In this Premise Line, the math savant is the Hero. What is the Inciting Incident that catapults the Hero into action and conflict? Answer, according to the marketed Premise – He uncooks the books for a new client. This is not a believable “first action” that carries the Hero into the third element of a Premise Line: The Plot summary or End Game. This third element is: The Treasury Department closes in on his activities and the body count starts to rise. So, the audience is supposed to believe that because an accountant uncooks books, the body count rises. But why is the Treasury Department juxtaposed with the body count? There is no connection here. The fact that the Hero uncooks books does not make him an assassin.

There are other problems in the Premise Line: The genre of Drama of the Hero’s Back Story is colliding with the genre of Thriller, which entails the Hero being on the run while being pursued. Who is pursuing him? His Opponent(s).

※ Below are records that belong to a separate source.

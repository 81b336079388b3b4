//! # capweight
//!
//! A market-cap weighted portfolio rebalancing engine with per-asset caps and
//! deterministic historical replay.
//!
//! ## Pipeline
//!
//! - **Targets**: rank a [`Snapshot`] by market cap, keep the top `num`
//!   eligible assets, weight them by market cap, and water-fill any weight
//!   above `max_allocation` into the rest ([`compute_targets`]).
//! - **Trades**: diff current [`Holdings`] against the targets, producing one
//!   BUY / SELL / HOLD / NONE [`Trade`] per asset, plus forced SELLs for
//!   holdings that left the tradeable set ([`compute_trades`]).
//! - **Replay**: walk a [`SnapshotStore`] period by period, apply the trades
//!   to a running portfolio, and record the account value ([`Simulation`]).
//!
//! ## Quick Start
//!
//! ```
//! use capweight::{AllocationConfig, Asset, Holdings, Snapshot, compute_targets, compute_trades};
//!
//! let snapshot = Snapshot::new(vec![
//!     Asset::new("AAA", "Alpha", 10.0, 600.0),
//!     Asset::new("BBB", "Beta", 5.0, 400.0),
//! ])
//! .unwrap();
//!
//! let targets = compute_targets(&snapshot, |_| true, &AllocationConfig::new(2)).unwrap();
//! let plan = compute_trades(&targets, &Holdings::new(100.0), &snapshot).unwrap();
//!
//! assert_eq!(plan.account_value, 100.0);
//! assert_eq!(plan.trades.len(), 2);
//! assert!((plan.trades[0].target_coins - 6.0).abs() < 1e-9);  // $60 of Alpha at $10
//! assert!((plan.trades[1].target_coins - 8.0).abs() < 1e-9);  // $40 of Beta at $5
//! ```
//!
//! ## Capping
//!
//! ```
//! use capweight::allocation::capped_weights;
//!
//! // 60/30/10 with a 50% cap: the excess 10% flows to the other two pro rata
//! let (weights, rounds) = capped_weights(&[600.0, 300.0, 100.0], 0.5).unwrap();
//! assert_eq!(weights, vec![0.5, 0.375, 0.125]);
//! assert_eq!(rounds, 1);
//! ```
//!
//! ## Replay
//!
//! ```
//! use capweight::{AllocationConfig, Asset, SimulationConfig, Snapshot, SnapshotHistory, simulate};
//!
//! let mut history = SnapshotHistory::new();
//! history.insert("2018-01-01", Snapshot::new(vec![Asset::new("AAA", "Alpha", 10.0, 1.0)]).unwrap());
//! history.insert("2018-01-02", Snapshot::new(vec![Asset::new("AAA", "Alpha", 20.0, 1.0)]).unwrap());
//!
//! let config = SimulationConfig::new(AllocationConfig::new(1), 100.0).with_stride(1);
//! let report = simulate(&history, |_| true, config).unwrap();
//!
//! assert!(report.is_complete());
//! assert_eq!(report.values(), vec![100.0, 200.0]);
//! ```

pub mod allocation;
pub mod diff;
mod error;
mod holdings;
pub mod metrics;
#[cfg(feature = "persistence")]
pub mod persistence;
pub mod simulation;
mod snapshot;
mod types;

// Re-export public API
pub use allocation::{AllocationConfig, Blacklist, TargetSet, compute_targets};
pub use diff::{TradePlan, account_value, compute_trades};
pub use error::{Error, Result};
pub use holdings::Holdings;
pub use metrics::{Metrics, compute_metrics};
pub use simulation::{
    CashPolicy, PeriodReport, Simulation, SimulationAbort, SimulationConfig, SimulationPhase,
    SimulationReport, apply_trades, simulate,
};
pub use snapshot::{Snapshot, SnapshotHistory, SnapshotStore};
pub use types::{Action, Asset, AssetId, CASH_ID, HoldingEntry, RankedAsset, Trade};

But when the IRS comes a-calling, most people would not start assassinating their clients. This Hero is an assassin. Is he an assassin because he evades the Treasury Department? Or is he an assassin because of his violent, abusive, and tragic childhood? That is the Drama element. The two genres are disconnected because the Plot line is so convoluted.

Also, when Thriller combines with Drama, the technical genre should take precedence. So, a linear plot line is the best way to unravel a genre that includes brutal fight scenes. If the branching story shape is employed, the sub-plots take the audience off of the Drive of the Hero. When the Hero is on the run, he engages in immoral acts because of his excessive Drive to get to the Goal.

But with constant flashbacks into the Hero’s Back Story of Autism, instead of moving forward, the audience is pushed backward. And then forward again. This slows down the narrative. In Thriller genre, the Hero moves forward, with at least 10-20 actions to get to his Goal. Another flashback to explain his Back Story moves the audience in the wrong direction.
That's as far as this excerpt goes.